Friday, October 13, 2006


Ken Takakura

Charles Laughton

Jim Reeves

William Conrad

Lee Marvin

Dick Miller

Ernest Borgnine

Luis Guzman

Paul Robeson

Don Zimmer


Anonymous said...

I'm much more in awe of meeting musicians than movie people -- maybe because I've been around movie people for so long, and encountered them all the time -- on the street, and in hundreds of interviews -- when I lived and worked in Los Angeles.

But last year, as I was walking from my hotel at the Toronto Film Festival, with the setting sun in my eyes, I saw the silhouette of a familiar presence. It wasn't until we'd passed each other on Bloor Street that I realized it was one of MY favorite faces: Luis Guzman!!! I wish I'd shook his hand. I'm so glad there are people out there (and up there on the screen) like him. For some reason it's so much more exciting to encounter Luis Guzman or Liev Schreiber or Sarah Polley or Lou Jacobi or Jane Lynch than big marquee movie stars.

Dennis Cozzalio said...

I think I'd go all in a puddle if I ever saw Jane Lynch walking down the street!

One of the reasons I love posting these galleries occasionally is to remind myself of how much more interested I am in these actors and actresses who have distinguished themselves in some way other than the way they look. Clearly, a lot of the women I highlight are strikingly beautiful, but there's always something underneath there that I respond to as well. And it comes out very clearly, I thijnk, in their faces, which is why I love to look at them.

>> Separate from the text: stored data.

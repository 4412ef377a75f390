// Quantized model: backbone geometry and fixed-point parameters
//
// TOPOLOGY (fixed):
//
//   image → [Conv → MaxPool → ReLU] x 3 → Dense → ReLU → Dense → Softmax
//
// Every stage is described by an `Architecture` entry; the weights live in
// `FixedLayer`s whose tensors carry their own exponents:
//
//   conv weight   [C_out, C_in, k, k]     conv bias   [C_out]
//   dense weight  [out, in]               dense bias  [out]
//
// The third convolution is the prune target. Its input is the output of
// stage 2 (after pooling and ReLU).
//
// SHIFTS:
//
//   The accumulator of a layer runs at exponent Q_in + Q_w. The bias is
//   shifted left by `bias_lshift` to meet it, and the sum is shifted right
//   by `out_rshift` to land on the output exponent `out_q`.

use serde::{Deserialize, Serialize};

use sprig_core::{Error, FixedTensor, QFormat, Result};
use sprig_kernels::{MapDims, Shifts, Window};

/// Number of convolution stages in the backbone.
pub const CONV_STAGES: usize = 3;

/// Index of the convolution whose filters are pruned.
pub const TARGET_CONV: usize = 2;

/// Exponent of the q7 softmax output.
pub const SOFTMAX_Q: QFormat = QFormat::new(7);

#[derive(Debug, Clone, Copy, PartialEq, Eq, Default, Serialize, Deserialize)]
pub struct ShiftSpec {
    pub bias_lshift: u32,
    pub out_rshift: u32,
}

impl From<ShiftSpec> for Shifts {
    fn from(s: ShiftSpec) -> Self {
        Shifts::new(s.bias_lshift, s.out_rshift)
    }
}

/// Image geometry and exponent.
#[derive(Debug, Clone, Copy, PartialEq, Eq, Serialize, Deserialize)]
pub struct InputSpec {
    pub channels: usize,
    pub height: usize,
    pub width: usize,
    pub q: QFormat,
}

impl InputSpec {
    pub fn dims(&self) -> MapDims {
        MapDims::new(self.channels, self.height, self.width)
    }
}

#[derive(Debug, Clone, Copy, PartialEq, Eq, Serialize, Deserialize)]
pub struct ConvSpec {
    pub out_channels: usize,
    pub kernel: usize,
    #[serde(default = "one")]
    pub stride: usize,
    #[serde(default)]
    pub padding: usize,
    pub shifts: ShiftSpec,
    /// Exponent of this layer's output map.
    pub out_q: QFormat,
}

impl ConvSpec {
    pub fn window(&self) -> Window {
        Window::new(self.kernel, self.stride, self.padding)
    }
}

#[derive(Debug, Clone, Copy, PartialEq, Eq, Serialize, Deserialize)]
pub struct PoolSpec {
    pub kernel: usize,
    pub stride: usize,
    #[serde(default)]
    pub padding: usize,
}

impl PoolSpec {
    pub fn window(&self) -> Window {
        Window::new(self.kernel, self.stride, self.padding)
    }
}

/// One Conv → MaxPool → ReLU stage.
#[derive(Debug, Clone, Copy, PartialEq, Eq, Serialize, Deserialize)]
pub struct ConvStage {
    pub conv: ConvSpec,
    pub pool: PoolSpec,
}

#[derive(Debug, Clone, Copy, PartialEq, Eq, Serialize, Deserialize)]
pub struct DenseSpec {
    pub out_features: usize,
    pub shifts: ShiftSpec,
    pub out_q: QFormat,
}

fn one() -> usize {
    1
}

#[derive(Debug, Clone, PartialEq, Eq, Serialize, Deserialize)]
pub struct Architecture {
    pub input: InputSpec,
    pub stages: [ConvStage; CONV_STAGES],
    pub dense: [DenseSpec; 2],
}

/// Map sizes after every stage, derived from an `Architecture`.
#[derive(Debug, Clone, Copy, PartialEq, Eq)]
pub struct StageDims {
    pub input: MapDims,
    pub conv: [MapDims; CONV_STAGES],
    pub pool: [MapDims; CONV_STAGES],
    pub dense: [usize; 2],
}

impl StageDims {
    /// Input map of stage `i`.
    pub fn stage_input(&self, i: usize) -> MapDims {
        if i == 0 {
            self.input
        } else {
            self.pool[i - 1]
        }
    }

    /// Width of the first dense layer's input.
    pub fn flattened(&self) -> usize {
        self.pool[CONV_STAGES - 1].len()
    }
}

impl Architecture {
    pub fn stage_dims(&self) -> Result<StageDims> {
        let input = self.input.dims();
        if input.is_empty() {
            return Err(Error::EmptyDimension {
                layer: "input",
                what: "image",
            });
        }
        let mut conv = [input; CONV_STAGES];
        let mut pool = [input; CONV_STAGES];
        let mut current = input;
        for (i, stage) in self.stages.iter().enumerate() {
            if stage.conv.out_channels == 0 {
                return Err(Error::EmptyDimension {
                    layer: "conv",
                    what: "filter count",
                });
            }
            conv[i] = current.after(&stage.conv.window(), stage.conv.out_channels)?;
            pool[i] = conv[i].after(&stage.pool.window(), conv[i].channels)?;
            current = pool[i];
        }
        for d in &self.dense {
            if d.out_features == 0 {
                return Err(Error::EmptyDimension {
                    layer: "dense",
                    what: "output width",
                });
            }
        }
        Ok(StageDims {
            input,
            conv,
            pool,
            dense: [self.dense[0].out_features, self.dense[1].out_features],
        })
    }

    /// Class count, the width of the last dense layer.
    pub fn classes(&self) -> usize {
        self.dense[1].out_features
    }

    pub fn target(&self) -> &ConvStage {
        &self.stages[TARGET_CONV]
    }
}

/// A fixed-point weight tensor and its bias.
#[derive(Debug, Clone, PartialEq, Serialize, Deserialize)]
pub struct FixedLayer {
    pub weight: FixedTensor<i8>,
    pub bias: FixedTensor<i8>,
}

impl FixedLayer {
    pub fn new(weight: FixedTensor<i8>, bias: FixedTensor<i8>) -> Result<Self> {
        let outputs = weight.outer_count();
        bias.expect_dims(&[outputs])?;
        Ok(FixedLayer { weight, bias })
    }

    /// Number of filters (conv) or output features (dense).
    pub fn outputs(&self) -> usize {
        self.weight.outer_count()
    }

    /// Weights per filter or per output feature.
    pub fn fan_in(&self) -> usize {
        self.weight.shape().inner_count()
    }
}

#[derive(Debug, Clone, PartialEq, Serialize, Deserialize)]
pub struct QuantizedModel {
    pub arch: Architecture,
    pub conv: [FixedLayer; CONV_STAGES],
    pub dense: [FixedLayer; 2],
}

impl QuantizedModel {
    /// Check every tensor against the architecture and return the stage
    /// geometry. Nothing is allocated before this succeeds.
    pub fn validate(&self) -> Result<StageDims> {
        let dims = self.arch.stage_dims()?;
        for (i, stage) in self.arch.stages.iter().enumerate() {
            let k = stage.conv.kernel;
            let c_in = dims.stage_input(i).channels;
            let c_out = stage.conv.out_channels;
            self.conv[i].weight.expect_dims(&[c_out, c_in, k, k])?;
            self.conv[i].bias.expect_dims(&[c_out])?;
        }
        let widths = [dims.flattened(), dims.dense[0]];
        for (i, d) in self.arch.dense.iter().enumerate() {
            self.dense[i].weight.expect_dims(&[d.out_features, widths[i]])?;
            self.dense[i].bias.expect_dims(&[d.out_features])?;
        }
        Ok(dims)
    }

    pub fn classes(&self) -> usize {
        self.arch.classes()
    }

    /// The layer being pruned.
    pub fn target(&self) -> &FixedLayer {
        &self.conv[TARGET_CONV]
    }
}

As for the men, some might say I'm avoiding the beefcake, although I don't see how it gets any beefier than Cary Grant or Ken Takakura. I just find myself gravitating, especially in male actors, to those lived-in faces, the ones that wouldn't be allowed within 100 yards of a WB network TV show. I can't really explain the inclusion of Don Zimmer, other than I love his spirit, and anybody his age who can take an on-field throw-down from Pedro Martinez during a game and live to tell the tale is okay by me!

Jeff Duncanson said...

Actually, I thought Zim was an inspired choice. He's one of the last of a dying breed of baseball men, in a line that goes back to guys like Pepper Martin and Eddie Stanky. Guys for whom the game was life itself. Baseball will always be a great game, but when there aren't anymore Zims left, it will be a bit less so.

Dennis Cozzalio said...

Agreed, Jeff. And don't you think it's kind of odd that the Yankees haven't done so well since he left their bench? He ain't pretty, but it always cheers me up to see that mug and listen to him talk baseball.

Paul C. said...

Talk about your rogue's gallery. You've included here two of my all-time faves, Laughton and Marvin, but the rest are nothing to sneeze at either. What I love most about distinctive character-actor faces is that they're too exaggerated in some way or other to ever be at the height of Hollywood fashion, which conversely means that they never go out of fashion. Though some producers might prefer to imagine a world populated entirely by walkin' talkin' Barbie and Ken dolls, the truth is that without the Guzmans and the Borgnines, no one will recognize the worlds they see onscreen.

As for Laughton, it's hard to imagine an actor who was more consistently enjoyable to watch. I saw DeMille's mostly forgettable SIGN OF THE CROSS for the first time last night, and for all the lavishly-rendered debauchery on display, the movie only really felt sinful when Laughton's Nero was onscreen. The closest present-day equivalent I can think of to Laughton is John Hurt.

Anonymous said...

Interesting you should mention John "Elephant Man" Hurt in connection to Charles Laughton, Paul C. Laughton famously referred to his own visage as looking "like an elephant's behind."